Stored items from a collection
■ ■ ■ ■ ■

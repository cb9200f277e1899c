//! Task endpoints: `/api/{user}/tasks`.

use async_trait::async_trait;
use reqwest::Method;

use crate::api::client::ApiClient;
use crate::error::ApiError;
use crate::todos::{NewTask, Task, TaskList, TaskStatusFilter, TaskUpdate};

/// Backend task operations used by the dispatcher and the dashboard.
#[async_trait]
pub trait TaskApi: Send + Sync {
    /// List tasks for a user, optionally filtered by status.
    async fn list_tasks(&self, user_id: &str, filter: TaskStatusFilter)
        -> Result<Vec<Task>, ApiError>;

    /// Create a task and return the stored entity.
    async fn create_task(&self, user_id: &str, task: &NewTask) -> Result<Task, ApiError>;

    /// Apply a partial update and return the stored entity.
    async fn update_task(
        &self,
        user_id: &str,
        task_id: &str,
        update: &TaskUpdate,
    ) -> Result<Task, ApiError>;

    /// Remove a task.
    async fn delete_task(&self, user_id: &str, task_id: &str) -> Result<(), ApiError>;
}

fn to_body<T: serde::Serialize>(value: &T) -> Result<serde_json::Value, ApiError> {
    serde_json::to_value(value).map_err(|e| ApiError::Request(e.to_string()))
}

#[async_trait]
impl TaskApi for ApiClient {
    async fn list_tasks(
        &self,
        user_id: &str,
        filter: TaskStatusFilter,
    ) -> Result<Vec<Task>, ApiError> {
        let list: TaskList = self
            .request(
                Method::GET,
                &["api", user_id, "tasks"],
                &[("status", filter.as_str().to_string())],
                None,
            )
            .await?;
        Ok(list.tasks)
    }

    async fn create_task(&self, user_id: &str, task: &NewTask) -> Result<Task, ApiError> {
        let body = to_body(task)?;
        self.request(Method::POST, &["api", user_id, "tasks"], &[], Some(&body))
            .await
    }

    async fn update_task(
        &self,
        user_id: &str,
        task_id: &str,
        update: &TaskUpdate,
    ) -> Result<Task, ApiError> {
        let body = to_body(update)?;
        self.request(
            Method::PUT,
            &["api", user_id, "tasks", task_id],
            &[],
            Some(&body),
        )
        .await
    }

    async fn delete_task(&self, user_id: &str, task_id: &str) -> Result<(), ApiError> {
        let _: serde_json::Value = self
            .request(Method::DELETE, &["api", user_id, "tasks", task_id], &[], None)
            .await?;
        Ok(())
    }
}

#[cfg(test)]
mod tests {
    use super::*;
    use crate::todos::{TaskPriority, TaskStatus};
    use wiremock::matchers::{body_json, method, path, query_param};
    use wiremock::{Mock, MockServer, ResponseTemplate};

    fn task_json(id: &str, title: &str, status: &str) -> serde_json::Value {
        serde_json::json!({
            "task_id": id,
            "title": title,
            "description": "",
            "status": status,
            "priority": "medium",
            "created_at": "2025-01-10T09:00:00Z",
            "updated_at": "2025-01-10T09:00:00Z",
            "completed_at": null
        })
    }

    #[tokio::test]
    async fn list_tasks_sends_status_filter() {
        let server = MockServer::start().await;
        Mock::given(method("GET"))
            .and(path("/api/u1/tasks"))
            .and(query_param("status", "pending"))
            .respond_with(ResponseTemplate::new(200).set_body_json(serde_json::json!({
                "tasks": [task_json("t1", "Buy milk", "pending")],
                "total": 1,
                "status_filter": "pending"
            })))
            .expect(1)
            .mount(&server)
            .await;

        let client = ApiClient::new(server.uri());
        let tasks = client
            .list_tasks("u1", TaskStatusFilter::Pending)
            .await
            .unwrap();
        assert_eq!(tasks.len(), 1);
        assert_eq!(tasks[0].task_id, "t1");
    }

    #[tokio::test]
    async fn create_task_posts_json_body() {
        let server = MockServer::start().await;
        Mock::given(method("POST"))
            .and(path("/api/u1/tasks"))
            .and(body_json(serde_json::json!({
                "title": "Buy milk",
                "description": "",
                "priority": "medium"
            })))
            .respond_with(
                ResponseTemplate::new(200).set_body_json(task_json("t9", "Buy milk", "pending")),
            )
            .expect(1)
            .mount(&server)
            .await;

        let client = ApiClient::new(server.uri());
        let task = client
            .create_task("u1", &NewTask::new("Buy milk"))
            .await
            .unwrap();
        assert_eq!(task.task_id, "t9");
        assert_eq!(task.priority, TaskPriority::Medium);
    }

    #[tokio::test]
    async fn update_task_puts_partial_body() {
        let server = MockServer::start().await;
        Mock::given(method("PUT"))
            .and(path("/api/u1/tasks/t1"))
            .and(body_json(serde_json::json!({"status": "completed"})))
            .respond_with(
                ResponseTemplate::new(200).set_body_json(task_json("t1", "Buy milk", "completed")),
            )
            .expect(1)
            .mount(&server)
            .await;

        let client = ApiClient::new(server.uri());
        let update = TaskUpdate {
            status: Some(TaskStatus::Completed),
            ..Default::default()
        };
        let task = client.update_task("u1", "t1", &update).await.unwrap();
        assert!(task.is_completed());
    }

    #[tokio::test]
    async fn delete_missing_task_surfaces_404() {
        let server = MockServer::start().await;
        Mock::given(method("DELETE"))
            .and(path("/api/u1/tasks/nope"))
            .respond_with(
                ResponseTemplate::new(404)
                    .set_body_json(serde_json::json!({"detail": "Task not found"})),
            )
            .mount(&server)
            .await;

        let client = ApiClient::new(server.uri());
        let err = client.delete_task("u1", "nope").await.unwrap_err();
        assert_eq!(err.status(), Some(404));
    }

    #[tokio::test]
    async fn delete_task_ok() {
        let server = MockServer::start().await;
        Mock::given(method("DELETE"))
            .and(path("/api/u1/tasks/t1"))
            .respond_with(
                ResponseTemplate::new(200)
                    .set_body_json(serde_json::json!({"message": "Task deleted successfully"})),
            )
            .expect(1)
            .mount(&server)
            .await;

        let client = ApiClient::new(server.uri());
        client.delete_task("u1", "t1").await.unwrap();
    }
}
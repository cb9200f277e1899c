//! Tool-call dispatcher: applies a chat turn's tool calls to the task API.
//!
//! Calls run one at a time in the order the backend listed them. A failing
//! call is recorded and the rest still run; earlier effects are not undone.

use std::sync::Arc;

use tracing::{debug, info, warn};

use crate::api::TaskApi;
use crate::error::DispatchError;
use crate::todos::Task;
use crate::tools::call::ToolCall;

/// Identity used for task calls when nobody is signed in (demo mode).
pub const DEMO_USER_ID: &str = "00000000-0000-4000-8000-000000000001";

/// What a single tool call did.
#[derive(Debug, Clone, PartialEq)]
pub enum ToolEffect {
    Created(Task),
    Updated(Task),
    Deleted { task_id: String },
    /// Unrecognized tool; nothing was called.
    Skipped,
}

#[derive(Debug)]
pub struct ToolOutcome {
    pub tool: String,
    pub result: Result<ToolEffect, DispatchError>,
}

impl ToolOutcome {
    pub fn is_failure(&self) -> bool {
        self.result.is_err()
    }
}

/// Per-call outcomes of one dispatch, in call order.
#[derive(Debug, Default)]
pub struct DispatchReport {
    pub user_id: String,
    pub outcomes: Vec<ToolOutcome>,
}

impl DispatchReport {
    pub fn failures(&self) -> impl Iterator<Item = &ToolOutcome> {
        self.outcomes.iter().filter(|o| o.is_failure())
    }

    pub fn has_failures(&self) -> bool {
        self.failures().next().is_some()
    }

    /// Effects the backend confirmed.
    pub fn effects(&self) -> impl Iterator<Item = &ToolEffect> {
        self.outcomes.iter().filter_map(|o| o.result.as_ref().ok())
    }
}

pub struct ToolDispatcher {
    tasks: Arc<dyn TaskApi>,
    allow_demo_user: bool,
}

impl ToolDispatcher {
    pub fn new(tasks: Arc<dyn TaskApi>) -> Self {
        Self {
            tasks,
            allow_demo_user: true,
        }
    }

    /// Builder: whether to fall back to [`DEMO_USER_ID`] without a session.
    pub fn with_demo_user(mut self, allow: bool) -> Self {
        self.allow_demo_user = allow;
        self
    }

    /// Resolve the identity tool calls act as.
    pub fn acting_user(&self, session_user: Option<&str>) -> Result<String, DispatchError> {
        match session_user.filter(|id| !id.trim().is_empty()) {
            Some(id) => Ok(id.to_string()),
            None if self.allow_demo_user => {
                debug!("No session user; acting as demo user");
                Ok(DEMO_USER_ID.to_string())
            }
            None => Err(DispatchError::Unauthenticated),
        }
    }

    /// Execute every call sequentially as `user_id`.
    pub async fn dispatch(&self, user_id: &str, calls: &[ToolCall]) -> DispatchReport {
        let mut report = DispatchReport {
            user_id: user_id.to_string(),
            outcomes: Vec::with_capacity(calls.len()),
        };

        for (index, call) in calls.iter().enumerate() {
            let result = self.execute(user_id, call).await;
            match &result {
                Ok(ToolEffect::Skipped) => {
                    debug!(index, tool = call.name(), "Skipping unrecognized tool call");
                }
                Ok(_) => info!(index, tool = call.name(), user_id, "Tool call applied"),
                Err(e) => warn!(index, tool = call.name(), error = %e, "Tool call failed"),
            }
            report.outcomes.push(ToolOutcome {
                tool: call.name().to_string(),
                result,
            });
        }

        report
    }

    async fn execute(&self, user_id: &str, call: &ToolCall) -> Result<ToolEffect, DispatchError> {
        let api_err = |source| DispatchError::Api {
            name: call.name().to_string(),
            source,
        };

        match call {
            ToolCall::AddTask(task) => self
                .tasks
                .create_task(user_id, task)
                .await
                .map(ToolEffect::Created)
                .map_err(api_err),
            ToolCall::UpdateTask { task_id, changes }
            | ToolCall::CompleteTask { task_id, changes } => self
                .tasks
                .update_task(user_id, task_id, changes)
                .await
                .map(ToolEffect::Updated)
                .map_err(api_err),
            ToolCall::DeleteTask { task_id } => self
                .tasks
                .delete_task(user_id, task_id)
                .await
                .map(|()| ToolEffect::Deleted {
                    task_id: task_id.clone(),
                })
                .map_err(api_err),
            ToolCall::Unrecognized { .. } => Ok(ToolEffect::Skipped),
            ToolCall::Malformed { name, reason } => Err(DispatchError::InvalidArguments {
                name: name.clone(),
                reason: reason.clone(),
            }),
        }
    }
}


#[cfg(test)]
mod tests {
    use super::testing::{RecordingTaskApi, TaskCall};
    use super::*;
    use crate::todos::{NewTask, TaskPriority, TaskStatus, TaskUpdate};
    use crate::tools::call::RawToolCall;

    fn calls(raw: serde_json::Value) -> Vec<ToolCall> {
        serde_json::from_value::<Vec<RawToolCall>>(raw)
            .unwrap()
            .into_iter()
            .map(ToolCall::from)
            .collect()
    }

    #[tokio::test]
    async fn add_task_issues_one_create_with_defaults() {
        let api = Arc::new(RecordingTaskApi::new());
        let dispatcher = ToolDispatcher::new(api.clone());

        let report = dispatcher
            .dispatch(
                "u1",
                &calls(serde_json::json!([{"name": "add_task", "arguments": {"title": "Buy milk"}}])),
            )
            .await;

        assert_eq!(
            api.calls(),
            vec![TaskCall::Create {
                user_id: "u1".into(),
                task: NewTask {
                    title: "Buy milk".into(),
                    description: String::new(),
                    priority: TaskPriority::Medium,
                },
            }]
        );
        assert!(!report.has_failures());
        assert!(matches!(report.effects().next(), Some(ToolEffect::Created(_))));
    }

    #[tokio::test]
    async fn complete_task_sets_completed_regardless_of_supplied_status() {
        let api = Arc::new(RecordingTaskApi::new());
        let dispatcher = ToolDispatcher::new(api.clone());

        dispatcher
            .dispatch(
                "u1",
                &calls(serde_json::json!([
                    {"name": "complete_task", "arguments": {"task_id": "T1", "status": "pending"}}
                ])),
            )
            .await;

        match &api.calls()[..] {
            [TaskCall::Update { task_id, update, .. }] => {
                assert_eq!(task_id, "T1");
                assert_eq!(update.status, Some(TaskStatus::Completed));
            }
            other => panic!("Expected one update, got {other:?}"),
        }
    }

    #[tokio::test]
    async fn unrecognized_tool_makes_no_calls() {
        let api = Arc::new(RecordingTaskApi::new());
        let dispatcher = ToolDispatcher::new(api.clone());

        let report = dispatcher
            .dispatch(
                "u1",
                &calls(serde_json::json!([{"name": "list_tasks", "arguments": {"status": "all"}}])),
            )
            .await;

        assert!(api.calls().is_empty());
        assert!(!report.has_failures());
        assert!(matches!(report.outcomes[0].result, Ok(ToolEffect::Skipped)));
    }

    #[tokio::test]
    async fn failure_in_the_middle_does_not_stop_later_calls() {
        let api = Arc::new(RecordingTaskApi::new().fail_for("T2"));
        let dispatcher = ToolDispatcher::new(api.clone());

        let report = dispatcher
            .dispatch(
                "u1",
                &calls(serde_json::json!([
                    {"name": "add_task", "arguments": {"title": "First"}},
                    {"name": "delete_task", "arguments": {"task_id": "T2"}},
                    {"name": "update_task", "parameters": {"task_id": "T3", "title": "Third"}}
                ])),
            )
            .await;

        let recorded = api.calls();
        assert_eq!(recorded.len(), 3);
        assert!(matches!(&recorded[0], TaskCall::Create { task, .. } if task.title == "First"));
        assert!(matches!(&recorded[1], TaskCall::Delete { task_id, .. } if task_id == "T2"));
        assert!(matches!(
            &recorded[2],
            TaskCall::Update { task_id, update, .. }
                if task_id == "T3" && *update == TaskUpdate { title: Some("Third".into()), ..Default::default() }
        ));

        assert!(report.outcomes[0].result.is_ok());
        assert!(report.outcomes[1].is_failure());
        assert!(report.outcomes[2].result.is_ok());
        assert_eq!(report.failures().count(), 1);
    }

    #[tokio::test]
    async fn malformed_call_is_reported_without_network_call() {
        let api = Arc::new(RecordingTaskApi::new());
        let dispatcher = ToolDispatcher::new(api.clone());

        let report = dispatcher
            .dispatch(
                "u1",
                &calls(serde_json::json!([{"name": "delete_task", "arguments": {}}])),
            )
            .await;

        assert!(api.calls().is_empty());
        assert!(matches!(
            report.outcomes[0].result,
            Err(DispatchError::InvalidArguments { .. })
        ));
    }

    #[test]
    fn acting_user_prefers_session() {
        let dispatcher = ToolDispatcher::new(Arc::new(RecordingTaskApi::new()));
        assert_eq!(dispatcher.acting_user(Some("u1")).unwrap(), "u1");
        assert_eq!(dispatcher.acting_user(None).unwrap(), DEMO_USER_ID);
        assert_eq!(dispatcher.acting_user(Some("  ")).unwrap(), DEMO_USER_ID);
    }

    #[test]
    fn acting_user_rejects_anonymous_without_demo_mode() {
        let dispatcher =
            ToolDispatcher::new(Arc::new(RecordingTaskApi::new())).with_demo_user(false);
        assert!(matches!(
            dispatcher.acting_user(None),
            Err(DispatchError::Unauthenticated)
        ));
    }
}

■ ■ ■ ■ ■

**Prompt:** Could you return the lines in the entries above that contain "crate"?

**Completed exercise:**
use crate::api::client::ApiClient;
use crate::error::ApiError;
use crate::todos::{NewTask, Task, TaskList, TaskStatusFilter, TaskUpdate};
    use crate::todos::{TaskPriority, TaskStatus};
use crate::api::TaskApi;
use crate::error::DispatchError;
use crate::todos::Task;
use crate::tools::call::ToolCall;
    use crate::todos::{NewTask, TaskPriority, TaskStatus, TaskUpdate};
    use crate::tools::call::RawToolCall;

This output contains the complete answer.